WHAT YOU WILL DO
Among the lines below, restate word for word only those from the line with "the missing field" through the line with "pub type Result<T>", with both end lines kept.

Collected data
====
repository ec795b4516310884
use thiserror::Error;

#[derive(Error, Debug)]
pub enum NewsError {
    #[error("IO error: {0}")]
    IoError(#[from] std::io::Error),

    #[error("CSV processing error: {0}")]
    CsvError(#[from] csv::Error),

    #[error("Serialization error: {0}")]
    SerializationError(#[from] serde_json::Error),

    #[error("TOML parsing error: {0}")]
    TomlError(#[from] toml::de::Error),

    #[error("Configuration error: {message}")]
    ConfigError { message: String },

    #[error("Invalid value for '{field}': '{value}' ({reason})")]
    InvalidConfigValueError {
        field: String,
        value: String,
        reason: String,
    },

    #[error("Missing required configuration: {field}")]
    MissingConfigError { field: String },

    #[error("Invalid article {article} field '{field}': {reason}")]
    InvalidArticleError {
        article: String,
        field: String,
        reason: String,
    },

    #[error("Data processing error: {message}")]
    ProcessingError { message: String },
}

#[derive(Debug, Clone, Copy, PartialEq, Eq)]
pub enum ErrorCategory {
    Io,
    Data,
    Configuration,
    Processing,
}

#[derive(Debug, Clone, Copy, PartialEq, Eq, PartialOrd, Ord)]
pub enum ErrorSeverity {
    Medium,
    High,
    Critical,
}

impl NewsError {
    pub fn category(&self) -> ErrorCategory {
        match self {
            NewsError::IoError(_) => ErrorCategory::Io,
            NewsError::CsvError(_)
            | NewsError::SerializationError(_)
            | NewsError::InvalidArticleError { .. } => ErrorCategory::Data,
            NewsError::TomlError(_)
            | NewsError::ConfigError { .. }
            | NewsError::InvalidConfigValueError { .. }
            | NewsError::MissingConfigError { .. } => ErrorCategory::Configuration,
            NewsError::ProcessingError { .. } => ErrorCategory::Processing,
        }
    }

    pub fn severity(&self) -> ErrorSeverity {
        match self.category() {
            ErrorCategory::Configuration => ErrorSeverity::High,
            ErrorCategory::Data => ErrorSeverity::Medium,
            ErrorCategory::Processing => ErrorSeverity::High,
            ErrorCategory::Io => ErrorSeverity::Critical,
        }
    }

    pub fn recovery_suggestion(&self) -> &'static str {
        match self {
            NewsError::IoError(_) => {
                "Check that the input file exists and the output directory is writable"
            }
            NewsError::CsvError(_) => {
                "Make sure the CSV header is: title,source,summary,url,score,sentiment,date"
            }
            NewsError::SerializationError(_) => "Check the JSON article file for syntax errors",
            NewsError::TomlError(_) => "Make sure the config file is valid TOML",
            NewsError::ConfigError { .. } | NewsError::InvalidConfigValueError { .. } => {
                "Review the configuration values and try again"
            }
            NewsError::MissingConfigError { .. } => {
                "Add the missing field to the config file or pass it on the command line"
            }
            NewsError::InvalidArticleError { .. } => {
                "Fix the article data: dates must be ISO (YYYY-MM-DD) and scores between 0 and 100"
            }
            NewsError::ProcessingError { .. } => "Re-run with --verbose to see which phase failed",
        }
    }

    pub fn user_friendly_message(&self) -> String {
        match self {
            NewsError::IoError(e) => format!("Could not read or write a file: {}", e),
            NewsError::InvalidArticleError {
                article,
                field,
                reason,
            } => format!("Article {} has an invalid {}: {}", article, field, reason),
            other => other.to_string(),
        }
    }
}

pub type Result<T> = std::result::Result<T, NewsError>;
====
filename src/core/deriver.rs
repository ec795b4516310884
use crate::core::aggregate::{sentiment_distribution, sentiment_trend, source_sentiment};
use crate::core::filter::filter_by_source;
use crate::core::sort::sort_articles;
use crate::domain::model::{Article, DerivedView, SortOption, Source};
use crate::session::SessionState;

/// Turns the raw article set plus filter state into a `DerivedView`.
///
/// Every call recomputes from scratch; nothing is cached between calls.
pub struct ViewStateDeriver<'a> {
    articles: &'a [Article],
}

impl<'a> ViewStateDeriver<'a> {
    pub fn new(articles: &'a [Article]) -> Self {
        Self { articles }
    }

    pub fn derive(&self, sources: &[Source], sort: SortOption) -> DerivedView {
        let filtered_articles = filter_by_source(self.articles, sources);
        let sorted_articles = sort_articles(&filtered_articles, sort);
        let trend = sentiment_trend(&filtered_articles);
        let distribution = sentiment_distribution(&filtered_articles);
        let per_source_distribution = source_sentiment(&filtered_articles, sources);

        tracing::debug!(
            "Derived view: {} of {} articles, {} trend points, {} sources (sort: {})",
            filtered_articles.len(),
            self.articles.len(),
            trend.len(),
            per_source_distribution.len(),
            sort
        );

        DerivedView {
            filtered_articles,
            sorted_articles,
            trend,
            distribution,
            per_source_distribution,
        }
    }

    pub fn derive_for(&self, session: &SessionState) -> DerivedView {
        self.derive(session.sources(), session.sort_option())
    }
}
====
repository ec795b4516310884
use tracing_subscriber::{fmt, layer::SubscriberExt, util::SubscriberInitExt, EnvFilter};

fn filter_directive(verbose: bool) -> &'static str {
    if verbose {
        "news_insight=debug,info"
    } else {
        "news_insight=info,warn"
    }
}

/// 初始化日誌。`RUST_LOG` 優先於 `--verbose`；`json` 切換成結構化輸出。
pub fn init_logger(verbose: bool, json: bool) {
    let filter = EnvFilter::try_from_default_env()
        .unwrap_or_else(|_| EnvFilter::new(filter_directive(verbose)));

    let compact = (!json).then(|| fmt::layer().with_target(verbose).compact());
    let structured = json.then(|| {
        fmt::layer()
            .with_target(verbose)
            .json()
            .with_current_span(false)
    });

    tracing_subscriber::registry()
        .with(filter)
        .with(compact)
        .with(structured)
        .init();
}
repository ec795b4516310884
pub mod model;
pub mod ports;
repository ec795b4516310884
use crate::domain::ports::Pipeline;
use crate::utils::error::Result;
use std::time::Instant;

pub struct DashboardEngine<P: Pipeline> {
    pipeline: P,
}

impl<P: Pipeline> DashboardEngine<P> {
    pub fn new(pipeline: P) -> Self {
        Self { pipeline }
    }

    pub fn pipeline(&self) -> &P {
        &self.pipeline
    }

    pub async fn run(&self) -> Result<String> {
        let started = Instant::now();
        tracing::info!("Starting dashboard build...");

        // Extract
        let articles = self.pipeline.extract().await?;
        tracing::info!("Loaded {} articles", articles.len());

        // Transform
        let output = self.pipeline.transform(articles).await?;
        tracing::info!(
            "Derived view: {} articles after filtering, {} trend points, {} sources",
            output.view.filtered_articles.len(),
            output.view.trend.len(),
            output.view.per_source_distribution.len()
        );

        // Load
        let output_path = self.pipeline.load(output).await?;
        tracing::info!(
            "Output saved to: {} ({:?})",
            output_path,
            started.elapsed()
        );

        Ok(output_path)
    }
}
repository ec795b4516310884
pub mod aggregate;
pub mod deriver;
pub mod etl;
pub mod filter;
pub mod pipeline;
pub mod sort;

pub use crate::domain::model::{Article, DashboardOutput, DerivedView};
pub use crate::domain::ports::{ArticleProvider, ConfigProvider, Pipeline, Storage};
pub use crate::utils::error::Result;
====
EXERCISE RESPONSE
                "Add the missing field to the config file or pass it on the command line"
            }
            NewsError::InvalidArticleError { .. } => {
                "Fix the article data: dates must be ISO (YYYY-MM-DD) and scores between 0 and 100"
            }
            NewsError::ProcessingError { .. } => "Re-run with --verbose to see which phase failed",
        }
    }

    pub fn user_friendly_message(&self) -> String {
        match self {
            NewsError::IoError(e) => format!("Could not read or write a file: {}", e),
            NewsError::InvalidArticleError {
                article,
                field,
                reason,
            } => format!("Article {} has an invalid {}: {}", article, field, reason),
            other => other.to_string(),
        }
    }
}

pub type Result<T> = std::result::Result<T, NewsError>;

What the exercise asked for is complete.